(Saved data entries)
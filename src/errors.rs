// Copyright (c) 2026 Bountyy Oy. All rights reserved.
// This software is proprietary and confidential.

/**
 * Bountyy Oy - Upload Intelligence Error Types
 * Typed errors for transport, configuration and rule tables
 *
 * @copyright 2026 Bountyy Oy
 * @license Proprietary - Enterprise Edition
 */

use std::time::Duration;
use thiserror::Error;

/// Top-level error for a scan run.
///
/// A scan itself always finishes with a `ScanResult`; this type surfaces
/// from setup (config, client construction, authentication) and from
/// external interruption.
#[derive(Error, Debug)]
pub enum ScanError {
    #[error("Transport error: {0}")]
    Transport(#[from] TransportError),

    #[error("Configuration error: {0}")]
    Config(#[from] ConfigError),

    #[error("Rule table error: {0}")]
    RuleTable(#[from] RuleTableError),

    #[error("Authentication failed: {0}")]
    Authentication(String),

    #[error("Scan interrupted")]
    Interrupted,
}

/// Failures of the HTTP collaborator.
#[derive(Error, Debug, Clone)]
pub enum TransportError {
    #[error("Request to {url} timed out after {timeout:?}")]
    Timeout { url: String, timeout: Duration },

    #[error("Connection refused for {url}")]
    ConnectionRefused { url: String },

    #[error("Request to {url} failed: {reason}")]
    Request { url: String, reason: String },

    #[error("Invalid URL: {url}")]
    InvalidUrl { url: String },
}

impl TransportError {
    /// Classify a reqwest failure against the URL it was issued for.
    pub fn from_reqwest(err: reqwest::Error, url: &str, timeout: Duration) -> Self {
        let url = err
            .url()
            .map(|u| u.to_string())
            .unwrap_or_else(|| url.to_string());

        if err.is_timeout() {
            TransportError::Timeout { url, timeout }
        } else if err.is_connect() {
            TransportError::ConnectionRefused { url }
        } else {
            TransportError::Request {
                url,
                reason: err.to_string(),
            }
        }
    }
}

#[derive(Error, Debug)]
pub enum ConfigError {
    #[error("Failed to read config file {path}: {reason}")]
    Read { path: String, reason: String },

    #[error("Unsupported config file format: {0}")]
    UnsupportedFormat(String),

    #[error("Failed to parse {format} config: {reason}")]
    Parse { format: &'static str, reason: String },

    #[error("Invalid value for {var}: {value}")]
    InvalidOverride { var: String, value: String },

    #[error("Validation failed: {0}")]
    Validation(String),
}

/// Raised when a built-in rule table violates its own invariants.
#[derive(Error, Debug, Clone, PartialEq)]
pub enum RuleTableError {
    #[error("Confidence {value} for {hypothesis} in {table} is outside [0, 1]")]
    ConfidenceOutOfRange {
        table: &'static str,
        hypothesis: String,
        value: f64,
    },

    #[error("Conflict between {left} and {right} is not declared symmetrically")]
    AsymmetricConflict { left: String, right: String },

    #[error("Hypothesis {0} is declared to conflict with itself")]
    SelfConflict(String),
}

▶ _What you will do_:
Transcribe every line of the data, exactly as it stands.

▶ _Task output_:
filename src/errors.rs
// Copyright (c) 2026 Bountyy Oy. All rights reserved.
// This software is proprietary and confidential.

/**
 * Bountyy Oy - Upload Intelligence Error Types
 * Typed errors for transport, configuration and rule tables
 *
 * @copyright 2026 Bountyy Oy
 * @license Proprietary - Enterprise Edition
 */

use std::time::Duration;
use thiserror::Error;

/// Top-level error for a scan run.
///
/// A scan itself always finishes with a `ScanResult`; this type surfaces
/// from setup (config, client construction, authentication) and from
/// external interruption.
#[derive(Error, Debug)]
pub enum ScanError {
    #[error("Transport error: {0}")]
    Transport(#[from] TransportError),

    #[error("Configuration error: {0}")]
    Config(#[from] ConfigError),

    #[error("Rule table error: {0}")]
    RuleTable(#[from] RuleTableError),

    #[error("Authentication failed: {0}")]
    Authentication(String),

    #[error("Scan interrupted")]
    Interrupted,
}

/// Failures of the HTTP collaborator.
#[derive(Error, Debug, Clone)]
pub enum TransportError {
    #[error("Request to {url} timed out after {timeout:?}")]
    Timeout { url: String, timeout: Duration },

    #[error("Connection refused for {url}")]
    ConnectionRefused { url: String },

    #[error("Request to {url} failed: {reason}")]
    Request { url: String, reason: String },

    #[error("Invalid URL: {url}")]
    InvalidUrl { url: String },
}

impl TransportError {
    /// Classify a reqwest failure against the URL it was issued for.
    pub fn from_reqwest(err: reqwest::Error, url: &str, timeout: Duration) -> Self {
        let url = err
            .url()
            .map(|u| u.to_string())
            .unwrap_or_else(|| url.to_string());

        if err.is_timeout() {
            TransportError::Timeout { url, timeout }
        } else if err.is_connect() {
            TransportError::ConnectionRefused { url }
        } else {
            TransportError::Request {
                url,
                reason: err.to_string(),
            }
        }
    }
}

#[derive(Error, Debug)]
pub enum ConfigError {
    #[error("Failed to read config file {path}: {reason}")]
    Read { path: String, reason: String },

    #[error("Unsupported config file format: {0}")]
    UnsupportedFormat(String),

    #[error("Failed to parse {format} config: {reason}")]
    Parse { format: &'static str, reason: String },

    #[error("Invalid value for {var}: {value}")]
    InvalidOverride { var: String, value: String },

    #[error("Validation failed: {0}")]
    Validation(String),
}

/// Raised when a built-in rule table violates its own invariants.
#[derive(Error, Debug, Clone, PartialEq)]
pub enum RuleTableError {
    #[error("Confidence {value} for {hypothesis} in {table} is outside [0, 1]")]
    ConfidenceOutOfRange {
        table: &'static str,
        hypothesis: String,
        value: f64,
    },

    #[error("Conflict between {left} and {right} is not declared symmetrically")]
    AsymmetricConflict { left: String, right: String },

    #[error("Hypothesis {0} is declared to conflict with itself")]
    SelfConflict(String),
}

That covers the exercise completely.